Implications for Bioremediation
This study demonstrated the potential advantages of chemotactic bacteria to facilitate access to pollutants trapped in heterogeneous aquifers in order to enhance bioremediation efficiency. In natural systems, contaminants may serve as nutrients as well as chemoattractants, which will further augment the difference in the microbial distribution between strains with and without chemotaxis by stimulating biomass growth in the zones near the chemical source. Consequently, contaminant clean-up rates could be highly accelerated due to the greater availability of contaminant-degrading bacteria that exhibit chemotactic migration.

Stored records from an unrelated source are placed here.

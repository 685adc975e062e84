use crate::config::ConfigError;
use crate::telemetry::TelemetryError;
use crate::valuation::router::status_for;
use crate::valuation::{RateTableImportError, ValuationError};
use axum::http::StatusCode;
use axum::response::{IntoResponse, Response};
use axum::Json;
use serde_json::json;
use std::fmt;

#[derive(Debug)]
pub enum AppError {
    Config(ConfigError),
    Telemetry(TelemetryError),
    Io(std::io::Error),
    Server(axum::Error),
    RateTable(RateTableImportError),
    Valuation(ValuationError),
}

impl fmt::Display for AppError {
    fn fmt(&self, f: &mut fmt::Formatter<'_>) -> fmt::Result {
        match self {
            AppError::Config(err) => write!(f, "configuration error: {}", err),
            AppError::Telemetry(err) => write!(f, "telemetry error: {}", err),
            AppError::Io(err) => write!(f, "io error: {}", err),
            AppError::Server(err) => write!(f, "server error: {}", err),
            AppError::RateTable(err) => write!(f, "rate table error: {}", err),
            AppError::Valuation(err) => write!(f, "valuation error: {}", err),
        }
    }
}

impl std::error::Error for AppError {
    fn source(&self) -> Option<&(dyn std::error::Error + 'static)> {
        match self {
            AppError::Config(err) => Some(err),
            AppError::Telemetry(err) => Some(err),
            AppError::Io(err) => Some(err),
            AppError::Server(err) => Some(err),
            AppError::RateTable(err) => Some(err),
            AppError::Valuation(err) => Some(err),
        }
    }
}

impl IntoResponse for AppError {
    fn into_response(self) -> Response {
        let status = match &self {
            AppError::Valuation(err) => status_for(err),
            AppError::RateTable(_) => StatusCode::BAD_REQUEST,
            AppError::Config(_)
            | AppError::Telemetry(_)
            | AppError::Io(_)
            | AppError::Server(_) => StatusCode::INTERNAL_SERVER_ERROR,
        };

        let body = Json(json!({ "error": self.to_string() }));
        (status, body).into_response()
    }
}

impl From<ConfigError> for AppError {
    fn from(value: ConfigError) -> Self {
        Self::Config(value)
    }
}

impl From<TelemetryError> for AppError {
    fn from(value: TelemetryError) -> Self {
        Self::Telemetry(value)
    }
}

impl From<std::io::Error> for AppError {
    fn from(value: std::io::Error) -> Self {
        Self::Io(value)
    }
}

impl From<axum::Error> for AppError {
    fn from(value: axum::Error) -> Self {
        Self::Server(value)
    }
}

impl From<RateTableImportError> for AppError {
    fn from(value: RateTableImportError) -> Self {
        Self::RateTable(value)
    }
}

impl From<ValuationError> for AppError {
    fn from(value: ValuationError) -> Self {
        Self::Valuation(value)
    }
}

Therefore, it may be beneficial to consider chemotaxis and motility in addition to degradation capabilities as criteria for bacterial strain selection in bioremediation. As suggested by the distinct transport behaviors of E. coli and P. putida, bioremediation schemes should be adjusted to take advantage of microbial specific swimming characteristics; natural-gradient implementation may be preferable to forced-gradient when transport of the injected strain is extremely restricted in porous media, and moderate circulation might be applied to the site when microorganisms with strong chemotactic ability are used to enhance process efficiency.
Supplementary Material
ACKNOWLEDGMENT
The authors gratefully acknowledge David Metge and Dr. Ronald W. Harvey for providing instruments for and assistance with the preliminary column tests at the U.S. Geological Survey in Boulder, CO. Laura Brashear’s editorial assistance with the manuscript was greatly appreciated. Acknowledgment is made to the Donors of the American Chemical Society Petroleum Research Fund (ACS-PRF 38031-AC9) for partial support of this research. This work was also funded by the National Science Foundation (EAR 0408454) and a fellowship from the NIH Biotechnology Training Program at the University of Virginia.
Footnotes
SUPPORTING INFORMATION AVAILABLE
Tracer tests in different types of heterogeneous columns to correlate the double-peak breakthrough configurations and column structures are provided in Figures S1–S2; homogeneous column studies to compare the transport properties between E. coli and P, putida are given in Figures S3–S4 and the agarous plug assays to demonstrate the chemotactic responses of tested strain-attractant pairs are presented in Figure S5.
BRIEF
A structured heterogeneous column study revealed the significant role of chemotaxis in directing transverse microbial migration in natural porous media.